START TASK MATERIAL

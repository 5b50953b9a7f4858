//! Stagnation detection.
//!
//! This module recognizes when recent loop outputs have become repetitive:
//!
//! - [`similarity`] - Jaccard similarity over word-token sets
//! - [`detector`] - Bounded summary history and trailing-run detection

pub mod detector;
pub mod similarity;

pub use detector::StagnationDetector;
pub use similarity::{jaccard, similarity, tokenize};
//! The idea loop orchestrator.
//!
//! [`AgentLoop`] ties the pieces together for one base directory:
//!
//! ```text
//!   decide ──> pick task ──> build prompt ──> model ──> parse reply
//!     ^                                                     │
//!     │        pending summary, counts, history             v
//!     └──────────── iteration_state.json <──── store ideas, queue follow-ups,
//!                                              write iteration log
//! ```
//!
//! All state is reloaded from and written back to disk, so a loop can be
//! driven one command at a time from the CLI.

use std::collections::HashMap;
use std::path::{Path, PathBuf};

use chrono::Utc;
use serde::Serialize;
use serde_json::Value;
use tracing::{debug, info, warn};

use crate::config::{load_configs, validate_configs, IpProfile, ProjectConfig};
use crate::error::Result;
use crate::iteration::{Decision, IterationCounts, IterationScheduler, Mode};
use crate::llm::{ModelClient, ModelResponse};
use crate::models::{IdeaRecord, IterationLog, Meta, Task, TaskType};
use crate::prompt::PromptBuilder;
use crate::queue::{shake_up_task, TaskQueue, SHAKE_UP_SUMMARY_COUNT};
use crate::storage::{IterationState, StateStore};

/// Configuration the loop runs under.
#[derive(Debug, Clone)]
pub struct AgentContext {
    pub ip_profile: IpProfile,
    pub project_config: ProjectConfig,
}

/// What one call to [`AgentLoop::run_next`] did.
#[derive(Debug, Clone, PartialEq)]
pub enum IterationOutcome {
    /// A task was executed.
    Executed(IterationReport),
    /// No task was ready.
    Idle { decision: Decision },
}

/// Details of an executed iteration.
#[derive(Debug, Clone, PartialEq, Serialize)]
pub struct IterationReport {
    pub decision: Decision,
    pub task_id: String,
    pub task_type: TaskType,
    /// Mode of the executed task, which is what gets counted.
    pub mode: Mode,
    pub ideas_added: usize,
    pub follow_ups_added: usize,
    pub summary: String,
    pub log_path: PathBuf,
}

END TASK MATERIAL

(AIM OF THE TASK):
Nothing but the lines from the line that contains "#[derive(Debug, Clone)]" to the last line of the records above should appear in the answer; please copy them exactly.

(SOLUTION TO THIS EXERCISE):
#[derive(Debug, Clone)]
pub struct AgentContext {
    pub ip_profile: IpProfile,
    pub project_config: ProjectConfig,
}

/// What one call to [`AgentLoop::run_next`] did.
#[derive(Debug, Clone, PartialEq)]
pub enum IterationOutcome {
    /// A task was executed.
    Executed(IterationReport),
    /// No task was ready.
    Idle { decision: Decision },
}

/// Details of an executed iteration.
#[derive(Debug, Clone, PartialEq, Serialize)]
pub struct IterationReport {
    pub decision: Decision,
    pub task_id: String,
    pub task_type: TaskType,
    /// Mode of the executed task, which is what gets counted.
    pub mode: Mode,
    pub ideas_added: usize,
    pub follow_ups_added: usize,
    pub summary: String,
    pub log_path: PathBuf,
}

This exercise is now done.